[发明专利]一种生物膜基因岛GIVal43097及其切除方法

说明书

本发明公开了一种生物膜基因岛GIVal43097及其切除方法。所述的生物膜基因岛GIVal43097，其核苷酸序列如SEQ ID NO.1所示。本发明利用分子生物学手段，通过鉴定增强生物膜形成的基因岛并定向切除，一方面消除了其携带的基因，另一方面阻止了基因岛的水平传播，同时最大程度的保护了菌群平衡，是一种消除细菌生物膜的新颖策略，以达到减弱致病性弧菌生物膜的目的。

技术领域：

本发明属于生物化学与分子生物学领域，具体涉及一种生物膜基因岛GIVal43097及其切除方法。

背景技术：

生物膜是细菌在环境中的主要存在形式。生物膜(biofilm)，也被译为生物被膜，是细菌在生命体或无生命体的表面，通过其分泌的多糖、蛋白质、DNA等胞外基质相互黏连形成的细菌群落。生物膜中的胞外分泌物为微生物的生存提供屏障，生物膜状态下的细菌对环境的压力有更好的耐受性，因此生物膜又被称为细菌的半休眠状态。生物膜的存在形式多种多样，包括固体和液体介质之间形成的固液生物膜或称附着性生物膜，气体和液体介质之间形成的气液生物膜，以及气体和固体介质之间由细菌群落组成的气固生物膜。2014年的一篇美国国立卫生院的文章指出，生物膜参与了超过60％的微生物感染过程。一些致病性细菌可以调控生物膜的形成来增强其致病能力，如人类病原菌霍乱弧菌进入肠道时，通过调控生物膜的大量形成，使自身能很好的适应人肠道内的酸性环境，保护自身免受胆汁和低pH的影响，维持致病能力；而当霍乱弧菌开始侵染人体时，会通过抑制胞内多聚糖的表达，促使生物膜变薄从而利于侵染宿主。珊瑚致病菌溶珊瑚弧菌侵染鹿角珊瑚时迅速在珊瑚黏液表层形成生物膜，然后诱导毒力因子的表达，发挥致病性。

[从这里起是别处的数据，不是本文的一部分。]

//! Category → brand → media drill-down and the active filter set.
//!
//! `BrowseNavigator` owns the three content slices as loaded so far, the
//! filter state, the view mode and the pagination window. Transitions are
//! plain `&mut self` methods (or `apply` with a `BrowseAction`); the visible
//! subset is always derived through the pure functions in `filter`.

use tracing::{debug, warn};

use super::filter::{full_match_count, visible_items, FilterState, Selection};
use super::pagination::PaginationWindow;
use crate::error::{BrowseError, ContentError};
use crate::loader::LoadRequest;
use crate::locale::Locale;
use crate::models::{
    brand_name, category_name, sort_newest_first, Brand, BrandId, Category, CategoryId, MediaItem,
    MediaKind,
};

/// Which level of the hierarchy is displayed.
#[derive(Debug, Clone, Copy, PartialEq, Eq, Default)]
pub enum ViewMode {
    #[default]
    Categories,
    Brands,
    Media,
}

/// A content slice as seen by the client.
#[derive(Debug, Clone, PartialEq, Default)]
pub enum Loadable<T> {
    #[default]
    Loading,
    Ready(T),
    Failed,
}

impl<T> Loadable<T> {
    pub fn ready(&self) -> Option<&T> {
        match self {
            Self::Ready(v) => Some(v),
            _ => None,
        }
    }

    pub fn is_loading(&self) -> bool {
        matches!(self, Self::Loading)
    }
}

/// What the media grid should show.
#[derive(Debug, Clone, PartialEq)]
pub enum Grid {
    /// The media feed has not arrived yet.
    Loading,
    /// The feed failed to load; shown as an empty grid.
    Failed,
    /// Loaded, but nothing matches the filters.
    Empty,
    Items {
        visible: Vec<MediaItem>,
        total: usize,
        can_load_more: bool,
    },
}

/// User navigation, for hosts that prefer dispatching values.
#[derive(Debug, Clone, PartialEq)]
pub enum BrowseAction {
    SelectCategory(Selection<CategoryId>),
    SelectBrand(BrandId),
    BackToCategories,
    BackToBrands,
    SetKind(Selection<MediaKind>),
    SetSearch(String),
    LoadMore,
}

#[derive(Debug, Clone, Default)]
pub struct BrowseNavigator {
    categories: Loadable<Vec<Category>>,
    brands: Loadable<Vec<Brand>>,
    media: Loadable<Vec<MediaItem>>,
    filter: FilterState,
    view_mode: ViewMode,
    pagination: PaginationWindow,
}

impl BrowseNavigator {
    pub fn new(pagination: PaginationWindow) -> Self {
        Self {
            brands: Loadable::Ready(Vec::new()),
            pagination,
            ..Default::default()
        }
    }

    /// Loads needed before the first render.
    pub fn initial_requests(&self) -> [LoadRequest; 2] {
        [LoadRequest::Categories, LoadRequest::Media]
    }

    pub fn view_mode(&self) -> ViewMode {
        self.view_mode
    }

    pub fn filter(&self) -> &FilterState {
        &self.filter
    }

    pub fn cutoff(&self) -> usize {
        self.pagination.cutoff()
    }

    pub fn categories(&self) -> &Loadable<Vec<Category>> {
        &self.categories
    }

    pub fn brands(&self) -> &Loadable<Vec<Brand>> {
        &self.brands
    }

    pub fn media(&self) -> &Loadable<Vec<MediaItem>> {
        &self.media
    }

    /// Category whose brands are being shown or filtered, if any.
    pub fn selected_category(&self) -> Option<CategoryId> {
        self.filter.category.as_only().copied()
    }

    // =========================================================================
    // Transitions
    // =========================================================================

    pub fn apply(&mut self, action: BrowseAction) -> Result<Option<LoadRequest>, BrowseError> {
        match action {
            BrowseAction::SelectCategory(selection) => Ok(self.select_category(selection)),
            BrowseAction::SelectBrand(brand_id) => self.select_brand(brand_id).map(|_| None),
            BrowseAction::BackToCategories => {
                self.go_back_to_categories();
                Ok(None)
            }
            BrowseAction::BackToBrands => {
                self.go_back_to_brands();
                Ok(None)
            }
            BrowseAction::SetKind(kind) => {
                self.set_kind_filter(kind);
                Ok(None)
            }
            BrowseAction::SetSearch(term) => {
                self.set_search_term(term);
                Ok(None)
            }
            BrowseAction::LoadMore => {
                self.load_more();
                Ok(None)
            }
        }
    }

    /// Picks a category, or `All` to jump straight to the unfiltered media.
    ///
    /// Returns the scoped brand fetch the host must start.
    pub fn select_category(&mut self, selection: Selection<CategoryId>) -> Option<LoadRequest> {
        self.filter.brand = Selection::All;
        self.pagination.reset();

        match selection {
            Selection::All => {
                self.filter.category = Selection::All;
                self.brands = Loadable::Ready(Vec::new());
                self.view_mode = ViewMode::Media;
                debug!("Showing all categories");
                None
            }
            Selection::Only(id) => {
                self.filter.category = Selection::Only(id);
                self.brands = Loadable::Loading;
                self.view_mode = ViewMode::Brands;
                debug!(category_id = id, "Selected category");
                Some(LoadRequest::Brands(id))
            }
        }
    }

    pub fn select_brand(&mut self, brand_id: BrandId) -> Result<(), BrowseError> {
        if self.filter.category.is_all() {
            return Err(BrowseError::NoCategorySelected);
        }
        debug!(%brand_id, "Selected brand");
        self.filter.brand = Selection::Only(brand_id);
        self.view_mode = ViewMode::Media;
        self.pagination.reset();
        Ok(())
    }

    pub fn go_back_to_categories(&mut self) {
        self.filter.category = Selection::All;
        self.filter.brand = Selection::All;
        self.brands = Loadable::Ready(Vec::new());
        self.view_mode = ViewMode::Categories;
        self.pagination.reset();
    }

    /// Returns false when there is no brand level to return to.
    pub fn go_back_to_brands(&mut self) -> bool {
        let has_brands = self.brands.ready().is_some_and(|b| !b.is_empty());
        if self.filter.category.is_all() || !has_brands {
            debug!("No brand level to go back to");
            return false;
        }
        self.filter.brand = Selection::All;
        self.view_mode = ViewMode::Brands;
        self.pagination.reset();
        true
    }

    pub fn set_kind_filter(&mut self, kind: Selection<MediaKind>) {
        self.filter.kind = kind;
        self.pagination.reset();
    }

    pub fn set_search_term(&mut self, term: impl Into<String>) {
        self.filter.search = term.into();
        self.pagination.reset();
    }

    /// Reveals the next page; returns false when everything is already shown.
    pub fn load_more(&mut self) -> bool {
        let total = self.compute_full_match_count();
        self.pagination.load_more(total)
    }

    // =========================================================================
    // Load results
    // =========================================================================

    pub fn set_categories(&mut self, result: Result<Vec<Category>, ContentError>) {
        self.categories = match result {
            Ok(categories) => Loadable::Ready(categories),
            Err(e) => {
                warn!(error = %e, "Failed to load categories");
                Loadable::Failed
            }
        };
    }

    /// Applies a brand listing if it belongs to the currently selected category.
    ///
    /// Returns false for listings of a category the user already left.
    pub fn set_brands(&mut self, category_id: CategoryId, result: Result<Vec<Brand>, ContentError>) -> bool {
        if self.selected_category() != Some(category_id) {
            debug!(category_id, "Ignoring brands for a category no longer selected");
            return false;
        }
        self.brands = match result {
            Ok(brands) => Loadable::Ready(brands),
            Err(e) => {
                warn!(category_id, error = %e, "Failed to load brands");
                Loadable::Failed
            }
        };
        true
    }

    pub fn set_media(&mut self, result: Result<Vec<MediaItem>, ContentError>) {
        self.media = match result {
            Ok(mut items) => {
                sort_newest_first(&mut items);
                Loadable::Ready(items)
            }
            Err(e) => {
                warn!(error = %e, "Failed to load media");
                Loadable::Failed
            }
        };
    }

    // =========================================================================
    // Derived views
    // =========================================================================

    pub fn compute_visible_items(&self) -> Vec<MediaItem> {
        match self.media.ready() {
            Some(items) => visible_items(items, &self.filter, self.pagination.cutoff()),
            None => Vec::new(),
        }
    }

    pub fn compute_full_match_count(&self) -> usize {
        self.media
            .ready()
            .map(|items| full_match_count(items, &self.filter))
            .unwrap_or(0)
    }

    pub fn can_load_more(&self) -> bool {
        self.pagination.can_load_more(self.compute_full_match_count())
    }

    /// Whether the media grid is on screen: always in the media view, and
    /// under the category list while no category is selected.
    pub fn shows_media_grid(&self) -> bool {
        match self.view_mode {
            ViewMode::Media => true,
            ViewMode::Categories => self.filter.category.is_all(),
            ViewMode::Brands => false,
        }
    }

    pub fn grid(&self) -> Grid {
        match &self.media {
            Loadable::Loading => Grid::Loading,
            Loadable::Failed => Grid::Failed,
            Loadable::Ready(items) => {
                let total = full_match_count(items, &self.filter);
                if total == 0 {
                    return Grid::Empty;
                }
                Grid::Items {
                    visible: visible_items(items, &self.filter, self.pagination.cutoff()),
                    total,
                    can_load_more: self.pagination.can_load_more(total),
                }
            }
        }
    }

    pub fn category_name(&self, id: CategoryId, locale: Locale) -> &str {
        self.categories
            .ready()
            .map(|cats| category_name(cats, id, locale))
            .unwrap_or("")
    }

    pub fn brand_name(&self, id: &str, locale: Locale) -> &str {
        self.brands
            .ready()
            .map(|brands| brand_name(brands, id, locale))
            .unwrap_or("")
    }
}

研究表明基因岛、原噬菌体等水平转移元件参与生物膜的形成与调控。比如，希瓦氏菌MR-1中原噬菌体CP4So的切离可增强宿主菌的生物膜，提高宿主在低温下的存活率。同时，形成生物膜会进一步调控原噬菌体等水平转移元件的切离和释放。比如，大肠杆菌K-12形成生物膜时，其基因组上CP4-57原噬菌体会发生切离，进一步促进群体生物膜的形成。绿脓杆菌生物膜形成过程中Pf丝状原噬菌体大量复制和释放，增强细菌的致病性。然而，目前生物膜的研究对象主要集中在大肠杆菌模式菌及人和动物病原菌中，围绕其致病性作用及机理开展，海洋细菌中生物膜研究相对较少。弧菌中一些种类，比如，溶藻弧菌、溶珊瑚弧菌能引起珊瑚致病，生物膜的存在增强了其致病性。因此，目前很迫切需要鉴定调控这些致病菌中生物膜形成的基因岛，同时建立一种高效、定向的基因岛切除方法，最终减弱细菌生物膜的形成。

发明内容：

本发明的第一个目的是提供一种溶藻弧菌中调控细菌生物膜形成的基因岛GIVal43097。

所述的生物膜基因岛GIVal43097，其核苷酸序列如SEQ ID NO.1所示。

本发明的第二个目的是提供鸟苷酸环化酶基因，核苷酸序列如SEQ ID NO.1的1907-2812位碱基所示或如SEQ ID NO.1的5342-6748位碱基所示。

本发明还提供了上述鸟苷酸环化酶基因在促进细菌生物膜形成中的应用。

本发明的第三个目的是提供敲除生物膜基因岛GIVal43097中的dgc137基因在减少生物膜合成中的应用。

本发明的第四个目的是提供一种切离酶alpA，其核苷酸序列如SEQ ID NO.1的15008-15217位碱基所示序列的反向互补序列。

本发明的第五个目的是提供过量表达切离酶alpA介导生物膜基因岛GIVal43097的切除中的应用，从而进一步去除生物体内细菌生物膜的形成，例如溶藻弧菌Vibrioalginolyticus SCSIO 43097生物膜的形成。

本发明的第六个目的是提供一种生物膜基因岛GIVal43097的切除方法，其是在含生物膜基因岛GIVal43097的生物体内超表达切离酶alpA。